Image_10_Smp38 MAP Kinase Regulation in Schistosoma mansoni: Roles in Survival, Oviposition, and Protection Against Oxidative Stress.TIF

Eukaryotic protein kinases (ePKs) are good medical targets for drug development in different biological systems. ePKs participate in many cellular processes, including the p38 MAPK regulation of homeostasis upon oxidative stress. We propose to assess the role of Smp38 MAPK signaling pathway in Schistosoma mansoni development and protection against oxidative stress, parasite survival, and also to elucidate which target genes have their expression regulated by Smp38 MAPK. After a significant reduction of up to 84% in the transcription level by Smp38 MAPK gene knockdown, no visible phenotypic changes were reported in schistosomula in culture. The development of adult worms was tested in vivo in mice infected with the Smp38 knocked-down schistosomula. It was observed that Smp38 MAPK has an essential role in the transformation and survival of the parasites as a low number of adult worms was recovered. Smp38 knockdown also resulted in decreased egg production, damaged adult worm tegument, and underdeveloped ovaries in females. Furthermore, only ~13% of the eggs produced developed into mature eggs. Our results suggest that inhibition of the Smp38 MAPK activity interfere in parasites protection against reactive oxygen species. Smp38 knockdown in adult worms resulted in 80% reduction in transcription levels on the 10th day, with consequent reduction of 94.4% in oviposition in vitro. In order to search for Smp38 MAPK pathway regulated genes, we used an RNASeq approach and identified 1,154 DEGs in Smp38 knockdown schistosomula. A substantial proportion of DEGs encode proteins with unknown function.
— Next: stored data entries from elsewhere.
//! Save/load roundtrip tests for the registry document.
//!
//! Each `#[case]` is isolated — no shared state.

use std::path::PathBuf;

use chrono::{TimeZone, Utc};
use gitdl_core::{registry, RefKind, Registry, RepoEntry, RepoName};
use rstest::rstest;
use tempfile::TempDir;

// ---------------------------------------------------------------------------
// Helpers
// ---------------------------------------------------------------------------

fn repo(name: &str, kind: RefKind, reference: &str) -> RepoEntry {
    RepoEntry {
        name: RepoName::from(name),
        url: format!("https://github.com/acme/{name}"),
        reference: reference.to_string(),
        ref_kind: kind,
        last_synced_at: None,
        destination: PathBuf::from("./vendor").join(name),
    }
}

fn empty_registry() -> Registry {
    Registry::default()
}

fn mixed_registry() -> Registry {
    let mut synced = repo("tokio", RefKind::Tag, "tokio-1.38.0");
    synced.last_synced_at = Some(Utc.with_ymd_and_hms(2024, 6, 1, 8, 30, 0).unwrap());
    Registry {
        repositories: vec![
            repo("serde", RefKind::Branch, "master"),
            synced,
            repo("clap", RefKind::Branch, "main"),
        ],
    }
}

fn unicode_registry() -> Registry {
    let mut entry = repo("プロジェクト", RefKind::Branch, "функция/новая");
    entry.destination = PathBuf::from("./目录/проект");
    Registry {
        repositories: vec![entry],
    }
}

// ---------------------------------------------------------------------------
// Parameterised roundtrip test
// ---------------------------------------------------------------------------

#[rstest]
#[case("empty", empty_registry())]
#[case("mixed", mixed_registry())]
#[case("unicode", unicode_registry())]
fn save_then_load_reproduces_registry(#[case] label: &str, #[case] registry: Registry) {
    let dir = TempDir::new().expect("tempdir");
    let path = dir.path().join(".syncmeta.json");

    registry::save_at(&path, &registry).unwrap_or_else(|e| panic!("[{label}] save: {e}"));
    let back = registry::load_at(&path).unwrap_or_else(|e| panic!("[{label}] load: {e}"));

    assert_eq!(registry, back, "[{label}] registry differs after roundtrip");
}

// ---------------------------------------------------------------------------
// Documents written by older tools
// ---------------------------------------------------------------------------

#[test]
fn reads_legacy_document_with_zero_timestamps() {
    let dir = TempDir::new().expect("tempdir");
    let path = dir.path().join(".syncmeta.json");
    std::fs::write(
        &path,
        r#"{
  "repositories": [
    {
      "name": "widget",
      "url": "https://github.com/acme/widget",
      "branch": "main",
      "refType": "branch",
      "lastSync": "0001-01-01T00:00:00Z",
      "destination": "./widget"
    },
    {
      "name": "gadget",
      "url": "https://github.com/acme/gadget",
      "branch": "v1.0.0",
      "refType": "tag",
      "lastSync": "2024-03-10T09:15:00.5-05:00",
      "destination": "gadget"
    }
  ]
}"#,
    )
    .expect("write");

    let reg = registry::load_at(&path).expect("load");
    assert_eq!(reg.len(), 2);
    assert!(reg.repositories[0].last_synced_at.is_none());
    assert_eq!(reg.repositories[1].ref_kind, RefKind::Tag);
    let ts = reg.repositories[1].last_synced_at.expect("synced");
    assert_eq!(ts.to_rfc3339(), "2024-03-10T14:15:00.500+00:00");
}
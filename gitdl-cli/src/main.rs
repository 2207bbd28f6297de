//! git-download — mirror repositories from archive snapshots, no clone needed.
//!
//! # Usage
//!
//! ```text
//! git-download init --url <url> [--ref main] [--ref-type branch|tag] [--destination <dir>] [--name <name>]
//! git-download sync [--name <name>]
//! git-download status [--json]
//! git-download remove --name <name> [--delete-local]
//! ```
//!
//! Every command reads `--registry` (default `.syncmeta.json`, env
//! `GIT_DOWNLOAD_REGISTRY`).

mod commands;

use std::fmt;
use std::path::PathBuf;
use std::str::FromStr;

use anyhow::Result;
use clap::{Parser, Subcommand};

use commands::{init::InitArgs, remove::RemoveArgs, status::StatusArgs, sync::SyncArgs};
use gitdl_core::{RefKind, DEFAULT_REGISTRY_FILE};
use gitdl_sync::SyncConfig;

// ---------------------------------------------------------------------------
// CLI entry point
// ---------------------------------------------------------------------------

#[derive(Parser, Debug)]
#[command(
    name = "git-download",
    version,
    about = "Download and sync Git repositories from ZIP archives instead of git clone",
    long_about = None,
)]
struct Cli {
    /// Path of the registry document tracking all repositories.
    #[arg(
        long,
        global = true,
        env = "GIT_DOWNLOAD_REGISTRY",
        default_value = DEFAULT_REGISTRY_FILE,
        value_name = "PATH"
    )]
    registry: PathBuf,

    /// Log progress to stderr (overridden by RUST_LOG).
    #[arg(long, short = 'v', global = true)]
    verbose: bool,

    #[command(subcommand)]
    command: Commands,
}

#[derive(Subcommand, Debug)]
enum Commands {
    /// Start tracking a repository.
    Init(InitArgs),

    /// Download and extract one or all tracked repositories.
    Sync(SyncArgs),

    /// Show the sync status of all tracked repositories.
    Status(StatusArgs),

    /// Stop tracking a repository, optionally deleting its files.
    Remove(RemoveArgs),
}

// ---------------------------------------------------------------------------
// Shared RefKind argument — parsed from CLI strings, converts to core type
// ---------------------------------------------------------------------------

/// Thin wrapper so clap can parse `RefKind` from CLI args.
#[derive(Debug, Clone, Default)]
pub struct RefKindArg(pub RefKind);

impl FromStr for RefKindArg {
    type Err = String;

    fn from_str(s: &str) -> std::result::Result<Self, Self::Err> {
        s.parse::<RefKind>().map(Self).map_err(|e| e.to_string())
    }
}

impl fmt::Display for RefKindArg {
    fn fmt(&self, f: &mut fmt::Formatter<'_>) -> fmt::Result {
        self.0.fmt(f)
    }
}

impl From<RefKindArg> for RefKind {
    fn from(k: RefKindArg) -> Self {
        k.0
    }
}

// ---------------------------------------------------------------------------
// Main
// ---------------------------------------------------------------------------

fn main() -> Result<()> {
    let cli = Cli::parse();
    init_tracing(cli.verbose);

    let config = SyncConfig::new(cli.registry);
    match cli.command {
        Commands::Init(args) => args.run(&config),
        Commands::Sync(args) => args.run(&config),
        Commands::Status(args) => args.run(&config),
        Commands::Remove(args) => args.run(&config),
    }
}

fn init_tracing(verbose: bool) {
    use tracing_subscriber::{fmt, EnvFilter};

    let fallback = if verbose { "info" } else { "warn" };
    let filter = EnvFilter::try_from_default_env().unwrap_or_else(|_| EnvFilter::new(fallback));
    let _ = fmt()
        .with_env_filter(filter)
        .with_target(false)
        .with_writer(std::io::stderr)
        .try_init();
}
//! `git-download sync [--name <name>]` — download and extract archives.

use anyhow::{anyhow, Context, Result};
use clap::Args;
use colored::Colorize;

use gitdl_sync::{
    pipeline::{self, SyncScope},
    HttpFetcher, SyncConfig, SyncOutcome,
};

/// Arguments for `git-download sync`.
#[derive(Args, Debug)]
pub struct SyncArgs {
    /// Name of the repository to sync (omit to sync all).
    #[arg(long, short = 'n')]
    pub name: Option<String>,
}

impl SyncArgs {
    pub fn run(self, config: &SyncConfig) -> Result<()> {
        let fetcher = HttpFetcher::new();
        tracing::debug!("registry: {}", config.registry_path().display());

        match self.name {
            Some(name) => {
                println!("Syncing '{name}'...");
                let mut summary = pipeline::run(config, &fetcher, SyncScope::Repo(name.clone()))
                    .with_context(|| format!("sync failed for '{name}'"))?;
                let outcome = summary
                    .outcomes
                    .pop()
                    .ok_or_else(|| anyhow!("sync produced no result for '{name}'"))?;
                match outcome.error {
                    None => {
                        print_outcome(&outcome);
                        Ok(())
                    }
                    Some(err) => Err(anyhow::Error::new(err))
                        .with_context(|| format!("failed to sync '{name}'")),
                }
            }
            None => {
                let summary = pipeline::run(config, &fetcher, SyncScope::All)
                    .context("sync of all repositories failed")?;
                if summary.is_empty() {
                    println!("No repositories are being tracked. Run `git-download init` first.");
                    return Ok(());
                }
                for outcome in &summary.outcomes {
                    print_outcome(outcome);
                }
                println!(
                    "{} synced, {} failed",
                    summary.succeeded(),
                    summary.failed()
                );
                Ok(())
            }
        }
    }
}

fn print_outcome(outcome: &SyncOutcome) {
    match &outcome.error {
        None => {
            let files = outcome.installed.map(|r| r.files).unwrap_or_default();
            println!(
                "{} Successfully synced '{}' ({files} files)",
                "✓".green(),
                outcome.name
            );
        }
        Some(err) => println!(
            "{} Error syncing '{}' ({}): {err}",
            "✗".red(),
            outcome.name,
            outcome.state
        ),
    }
}
pub mod init;
pub mod remove;
pub mod status;
pub mod sync;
The results indicate that Smp38 regulates essential signaling pathways for the establishment of parasite homeostasis, including genes related to antioxidant defense, structural composition of ribosomes, spliceosomes, cytoskeleton, as well as, purine and pyrimidine metabolism pathways. Our data show that the Smp38 MAPK signaling pathway is a critical route for parasite development and may present attractive therapeutic targets for the treatment and control of schistosomiasis.